Investigating the Twitter Interest Graph

Why Is Twitter All the Rage?

I’m presenting a short webcast entitled Why Twitter Is All the Rage: A Data Miner’s Perspective that is loosely adapted from material that appears early in Mining the Social Web (2nd Ed). I wanted to share out the content that inspired the topic. The remainder of this post is a slightly abridged reproduction of a section that appears early in Chapter 1. If you enjoy it, you can download all of Chapter 1 as a free PDF to learn more about mining Twitter data.

Why Is Twitter All the Rage?

How would you define Twitter?

There are many ways to answer this question, but let’s consider it from an overarching angle that addresses some fundamental aspects of our shared humanity that any technology needs to account for in order to be useful and successful.
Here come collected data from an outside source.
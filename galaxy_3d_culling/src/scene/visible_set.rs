/// VisibleSet: what a Culler hands to the renderer for one frame.

use glam::Vec3;
use super::scene_graph::{ContainMode, SceneGraph, ShaderKey, SpatialKey};

/// A drawable node plus the shaders it inherits from its ancestors.
///
/// Two elements are equal when they reference the same node.
#[derive(Debug, Clone)]
pub struct VisibleElement {
    pub node: Option<SpatialKey>,
    pub contain_mode: ContainMode,
    /// World translation captured when the element was last refreshed
    pub world_position: Vec3,
    pub global_shaders: Vec<ShaderKey>,
}

impl PartialEq for VisibleElement {
    fn eq(&self, other: &Self) -> bool {
        self.node == other.node
    }
}

impl VisibleElement {
    /// Snapshot of a scene node, `None` if the key is unknown
    pub fn from_node(graph: &SceneGraph, key: SpatialKey) -> Option<Self> {
        let node = graph.node(key)?;
        Some(Self {
            node: Some(key),
            contain_mode: node.contain_mode(),
            world_position: graph.world_position(key).unwrap_or(Vec3::ZERO),
            global_shaders: graph.find_global_shaders(key),
        })
    }

    /// Element only usable as a lookup probe (equality is by node)
    pub fn probe(key: SpatialKey) -> Self {
        Self {
            node: Some(key),
            contain_mode: ContainMode::Leaf,
            world_position: Vec3::ZERO,
            global_shaders: Vec::new(),
        }
    }

    pub fn refresh_position(&mut self, graph: &SceneGraph) {
        self.world_position = self
            .node
            .and_then(|key| graph.world_position(key))
            .unwrap_or(Vec3::ZERO);
    }

    pub fn refresh_shaders(&mut self, graph: &SceneGraph) {
        self.global_shaders = match self.node {
            Some(key) => graph.find_global_shaders(key),
            None => Vec::new(),
        };
    }
}

/// Elements and lights visible for the current frame
#[derive(Debug, Clone, Default)]
pub struct VisibleSet {
    elements: Vec<VisibleElement>,
    lights: Vec<SpatialKey>,
}

impl VisibleSet {
    pub fn with_capacity(element_reserve: usize, light_reserve: usize) -> Self {
        Self {
            elements: Vec::with_capacity(element_reserve),
            lights: Vec::with_capacity(light_reserve),
        }
    }

    pub fn elements(&self) -> &[VisibleElement] {
        &self.elements
    }

    /// Direct access for cullers that append query results in place
    pub fn elements_mut(&mut self) -> &mut Vec<VisibleElement> {
        &mut self.elements
    }

    pub fn lights(&self) -> &[SpatialKey] {
        &self.lights
    }

    pub fn push_element(&mut self, element: VisibleElement) {
        self.elements.push(element);
    }

    /// Replace the element list, keeping the allocation
    pub fn copy_elements(&mut self, elements: &[VisibleElement]) {
        self.elements.clear();
        self.elements.extend_from_slice(elements);
    }

    /// Replace the light list, keeping the allocation
    pub fn copy_lights(&mut self, lights: &[SpatialKey]) {
        self.lights.clear();
        self.lights.extend_from_slice(lights);
    }

    pub fn clear(&mut self) {
        self.elements.clear();
        self.lights.clear();
    }

    /// Number of visible elements (lights excluded)
    pub fn len(&self) -> usize {
        self.elements.len()
    }

    pub fn is_empty(&self) -> bool {
        self.elements.is_empty()
    }

    pub fn contains_node(&self, key: SpatialKey) -> bool {
        self.elements.iter().any(|e| e.node == Some(key))
    }
}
After all, the purpose of technology is to enhance our human experience.

As humans, what are some things that we want that technology might help us to get?

  • We want to be heard.
  • We want to satisfy our curiosity.
  • We want it easy.
  • We want it now.

In the context of the current discussion, these are just a few observations that are generally true of humanity. We have a deeply rooted need to share our ideas and experiences, which gives us the ability to connect with other people, to be heard, and to feel a sense of worth and importance. We are curious about the world around us and how to organize and manipulate it, and we use communication to share our observations, ask questions, and engage with other people in meaningful dialogues about our quandaries.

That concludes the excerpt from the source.